Night Blindness, Ring Scotoma, and a Nonrecordable Electroretinogram in an Elderly Woman

A woman in her 70s and of Korean descent reported difficulty seeing in dimly lit settings for the past 6 years and was referred for evaluation. Her medical history was remarkable for long-standing hypertension, diabetes, and mixed connective tissue disease. On examination, the best-corrected visual acuity was 20/40 OD and 20/25 OS. Slitlamp examination showed prominent nuclear sclerosis and a posterior subcapsular cataract in the right eye and a well-positioned intraocular lens in the left eye. Ophthalmoscopic examination revealed bilateral pigment mottling with extensive peripheral depigmentation of the retinal pigment epithelium, sparing the central fovea bilaterally. Spectral-domain optical coherence tomography showed complete loss of photoreceptors outside the fovea, with retinal pigment epithelial atrophy, irregular proliferation, and some remodeling (Figure, A). Fundus autofluorescence showed a ring of parafoveal hypofluorescence and hyperfluorescence, with speckled hypofluorescence peripherally (Figure, B).
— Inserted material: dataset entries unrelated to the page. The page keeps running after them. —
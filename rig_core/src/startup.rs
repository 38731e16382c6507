//! Startup-threshold sweep: find the minimum duty that produces motion.

use std::sync::atomic::{AtomicBool, Ordering};
use std::time::Duration;

use eyre::WrapErr;
use rig_traits::{Clock, Console, PwmOutput};

use crate::config::DetectCfg;
use crate::decoder::SpeedCell;
use crate::error::{Result, RigError};

const POLL: Duration = Duration::from_micros(500);

/// Sweep duty from 0% to 100% in 1% steps, holding `settle_ms` at each step
/// before checking the raw speed reading against the motion threshold.
///
/// Returns the first duty at which motion is detected, or `None` after a
/// full sweep without motion. Any complete incoming line during a hold
/// cancels the sweep (the line is consumed) and also yields `None`.
///
/// The speed cell is reset first so a stale reading cannot produce a false
/// early match. The actuator is left at whatever duty the sweep ended on;
/// the caller is responsible for zeroing it.
pub fn run_startup_sweep<P, C>(
    pwm: &mut P,
    console: &mut C,
    clock: &dyn Clock,
    speed: &SpeedCell,
    cfg: &DetectCfg,
    shutdown: &AtomicBool,
) -> Result<Option<u8>>
where
    P: PwmOutput,
    C: Console,
{
    speed.reset();
    tracing::info!(
        settle_ms = cfg.settle_ms,
        threshold_rpm = cfg.threshold_rpm,
        "startup sweep begin"
    );

    for duty in 0..=100u8 {
        pwm.set_duty_pct(duty)
            .map_err(|e| RigError::Pwm(e.to_string()))
            .wrap_err("applying sweep step")?;

        let hold_start = clock.now();
        while clock.ms_since(hold_start) < cfg.settle_ms {
            if shutdown.load(Ordering::Relaxed) || console.poll_line().is_some() {
                tracing::info!(duty, "startup sweep cancelled");
                return Ok(None);
            }
            clock.sleep(POLL);
        }

        let rpm = speed.load();
        if rpm > cfg.threshold_rpm {
            tracing::info!(duty, rpm, "motion detected");
            return Ok(Some(duty));
        }
    }

    tracing::info!("startup sweep exhausted, no motion");
    Ok(None)
}
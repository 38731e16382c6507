#![cfg_attr(all(not(debug_assertions), not(test)), deny(warnings))]
#![allow(clippy::module_name_repetitions, clippy::missing_errors_doc)]
#![cfg_attr(not(test), deny(clippy::unwrap_used, clippy::expect_used))]
//! Motor characterization engine (hardware-agnostic).
//!
//! Drives a DC motor through controlled duty-cycle steps while decoding
//! optical encoder edges into a speed estimate, then exports timestamped
//! samples for offline model fitting. All hardware interactions go through
//! the `rig_traits::PwmOutput` and `rig_traits::Console` seams.
//!
//! ## Architecture
//!
//! - **Decoding**: encoder edges → shared RPM value (`decoder` module)
//! - **Smoothing**: display-only moving average (`filter` module)
//! - **Storage**: fixed-capacity sample buffer (`buffer` module)
//! - **Detection**: startup duty sweep (`startup` module)
//! - **Capture**: up/down duty staircase with paced sampling (`capture`)
//! - **Dispatch**: line-command grammar and mode arbitration (`command`)
//!
//! The concurrency model is one cooperative interpreter thread plus one
//! preemptive edge source; the only shared scalar is the atomic speed cell.

pub mod buffer;
pub mod capture;
pub mod command;
pub mod config;
pub mod conversions;
pub mod decoder;
pub mod error;
pub mod filter;
pub mod mocks;
pub mod startup;
pub mod util;

pub use buffer::{Sample, SampleBuffer};
pub use capture::{CSV_END_MARKER, CSV_HEADER, CaptureOutcome, run_capture, staircase};
pub use command::{Command, CommandInterpreter, parse_line};
pub use config::{CaptureCfg, DetectCfg, EncoderCfg, FilterCfg, ManualCfg, RigCfg};
pub use decoder::{Edge, PulseDecoder, SpeedCell};
pub use error::{Result, RigError};
pub use filter::SpeedFilter;
pub use startup::run_startup_sweep;
//! Stepped-excitation capture: rising/falling duty staircase with
//! fixed-period sampling, then a drain of the buffer as a CSV stream.
//!
//! Cadence is kept by comparing elapsed time against the configured period
//! at every poll-loop iteration, not by sleeping the whole period: the
//! timestamps stay synchronized to the run epoch and the encoder edge
//! source keeps firing throughout.

use std::sync::atomic::{AtomicBool, Ordering};
use std::time::Duration;

use eyre::WrapErr;
use rig_traits::{Clock, Console, PwmOutput};

use crate::buffer::{Sample, SampleBuffer};
use crate::config::CaptureCfg;
use crate::decoder::SpeedCell;
use crate::error::{Result, RigError};

/// First line of the exported record stream.
pub const CSV_HEADER: &str = "tiempo_ms,pwm_porcentaje,rpm";
/// Completion sentinel consumed by the offline fitting tool.
pub const CSV_END_MARKER: &str = "CAPTURA_FINALIZADA";

/// Poll granularity inside dwell loops; well under the sample period so
/// cadence error stays bounded by one poll.
const POLL: Duration = Duration::from_micros(200);

/// How a capture run ended.
#[derive(Debug, Clone, Copy, PartialEq, Eq)]
pub enum CaptureOutcome {
    Completed,
    /// Process shutdown was requested mid-run; duty is already zeroed and
    /// whatever was buffered has been drained.
    Interrupted,
}

/// Build the symmetric up/down duty staircase for a capture run.
///
/// Up: `0, step, ... <= 100`; down: `100 - step, ... >= 0`. A step of 0 or
/// above 100 is rejected here, before any actuation.
pub fn staircase(step_pct: u32) -> std::result::Result<Vec<u8>, RigError> {
    if step_pct == 0 || step_pct > 100 {
        return Err(RigError::InvalidStep(step_pct));
    }
    let step = step_pct as i32;
    let mut levels: Vec<u8> = Vec::new();
    let mut duty = 0i32;
    while duty <= 100 {
        levels.push(duty as u8);
        duty += step;
    }
    duty = 100 - step;
    while duty >= 0 {
        levels.push(duty as u8);
        duty -= step;
    }
    Ok(levels)
}

/// Drive one full capture run over pre-validated `levels`.
///
/// The buffer is cleared and the run epoch captured on entry; each level is
/// held for the configured dwell while the raw speed is sampled at the
/// configured period. On completion the duty is forced to 0 and the buffer
/// drains as `CSV_HEADER`, one row per sample, then `CSV_END_MARKER`.
#[allow(clippy::too_many_arguments)]
pub fn run_capture<P, C>(
    pwm: &mut P,
    console: &mut C,
    clock: &dyn Clock,
    speed: &SpeedCell,
    buffer: &mut SampleBuffer,
    cfg: &CaptureCfg,
    levels: &[u8],
    shutdown: &AtomicBool,
) -> Result<CaptureOutcome>
where
    P: PwmOutput,
    C: Console,
{
    buffer.clear();
    let epoch = clock.now();
    let period_us = cfg.sample_period_ms.saturating_mul(1_000).max(1);
    let mut last_sample_us: u64 = 0;

    tracing::info!(
        levels = levels.len(),
        dwell_ms = cfg.dwell_ms,
        sample_period_ms = cfg.sample_period_ms,
        "capture start"
    );

    let mut interrupted = false;
    'levels: for &duty in levels {
        pwm.set_duty_pct(duty)
            .map_err(|e| RigError::Pwm(e.to_string()))
            .wrap_err("applying capture level")?;
        tracing::debug!(duty, "capture level applied");

        let level_start = clock.now();
        while clock.ms_since(level_start) < cfg.dwell_ms {
            if shutdown.load(Ordering::Relaxed) {
                tracing::info!("capture interrupted by shutdown");
                interrupted = true;
                break 'levels;
            }
            let now_us = clock.us_since(epoch);
            if now_us.saturating_sub(last_sample_us) >= period_us {
                buffer.push(Sample {
                    elapsed_ms: (now_us / 1_000) as u32,
                    duty_pct: duty,
                    rpm: speed.load(),
                });
                last_sample_us = now_us;
            }
            clock.sleep(POLL);
        }
    }

    // The actuator never holds excitation past the run, completed or not.
    pwm.set_duty_pct(0)
        .map_err(|e| RigError::Pwm(e.to_string()))
        .wrap_err("zeroing duty after capture")?;

    drain_csv(console, buffer)?;
    tracing::info!(
        samples = buffer.len(),
        dropped = buffer.dropped(),
        interrupted,
        "capture complete"
    );
    Ok(if interrupted {
        CaptureOutcome::Interrupted
    } else {
        CaptureOutcome::Completed
    })
}

/// Emit the buffered samples as the delimited record stream.
pub fn drain_csv<C: Console>(console: &mut C, buffer: &SampleBuffer) -> Result<()> {
    let write = |console: &mut C, line: &str| {
        console
            .write_line(line)
            .map_err(|e| RigError::Console(e.to_string()))
    };
    write(console, CSV_HEADER).wrap_err("writing csv header")?;
    for sample in buffer.iter() {
        write(console, &sample.csv_row()).wrap_err("writing csv row")?;
    }
    write(console, CSV_END_MARKER).wrap_err("writing csv end marker")?;
    Ok(())
}

#[cfg(test)]
mod tests {
    use super::*;

    #[test]
    fn staircase_rejects_zero_and_oversized_steps() {
        assert!(matches!(staircase(0), Err(RigError::InvalidStep(0))));
        assert!(matches!(staircase(101), Err(RigError::InvalidStep(101))));
    }

    #[test]
    fn staircase_for_divisor_step_is_symmetric() {
        let seq = staircase(25).unwrap();
        assert_eq!(seq, vec![0, 25, 50, 75, 100, 75, 50, 25, 0]);
    }

    #[test]
    fn staircase_for_non_divisor_step_mirrors_from_full_scale() {
        // Up ramp tops out below 100; down ramp still starts at 100 - step.
        let seq = staircase(30).unwrap();
        assert_eq!(seq, vec![0, 30, 60, 90, 70, 40, 10]);
    }

    #[test]
    fn staircase_step_100_is_a_single_pulse() {
        let seq = staircase(100).unwrap();
        assert_eq!(seq, vec![0, 100, 0]);
    }
}
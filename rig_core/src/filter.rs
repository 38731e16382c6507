//! Display smoothing for the live manual-mode readout.

/// Fixed-window moving average over the last K speed readings.
///
/// The window starts filled with zeros, so the first K-1 averages
/// under-report true speed; this is a bounded startup transient accepted
/// for a display-only value. Control and capture paths read the raw speed
/// cell, never this filter.
#[derive(Debug, Clone)]
pub struct SpeedFilter {
    window: Vec<f32>,
    idx: usize,
}

impl SpeedFilter {
    pub fn new(window: usize) -> Self {
        Self {
            window: vec![0.0; window.max(1)],
            idx: 0,
        }
    }

    /// Insert one reading (evicting the oldest) and return the mean of the
    /// current window.
    pub fn push(&mut self, rpm: f32) -> f32 {
        self.window[self.idx] = rpm;
        self.idx = (self.idx + 1) % self.window.len();
        self.window.iter().sum::<f32>() / self.window.len() as f32
    }

    /// Zero the window, e.g. when entering a fresh manual session.
    pub fn reset(&mut self) {
        self.window.fill(0.0);
        self.idx = 0;
    }
}

#[cfg(test)]
mod tests {
    use super::*;

    #[test]
    fn startup_transient_under_reports() {
        let mut f = SpeedFilter::new(4);
        // one reading over a window of four: mean includes three zeros
        assert_eq!(f.push(100.0), 25.0);
    }

    #[test]
    fn full_window_is_plain_mean_and_evicts_oldest() {
        let mut f = SpeedFilter::new(3);
        f.push(1.0);
        f.push(2.0);
        assert_eq!(f.push(3.0), 2.0); // mean(1,2,3)
        assert_eq!(f.push(4.0), 3.0); // mean(2,3,4), 1.0 evicted
    }

    #[test]
    fn reset_clears_history() {
        let mut f = SpeedFilter::new(2);
        f.push(10.0);
        f.reset();
        assert_eq!(f.push(10.0), 5.0);
    }
}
Goldmann perimetry of both eyes (Figure, C) revealed significant constriction of the V-4-e isopter with an extensive ring scotoma between approximately 10° and 30° eccentricity. Central vision with the I-4-e isopter was constricted to 5° to 7°. A multifocal electroretinogram (ERG) showed profound signal attenuation throughout the examined area. The full-field electroretinogram was nonrecordable under both scotopic and photopic conditions.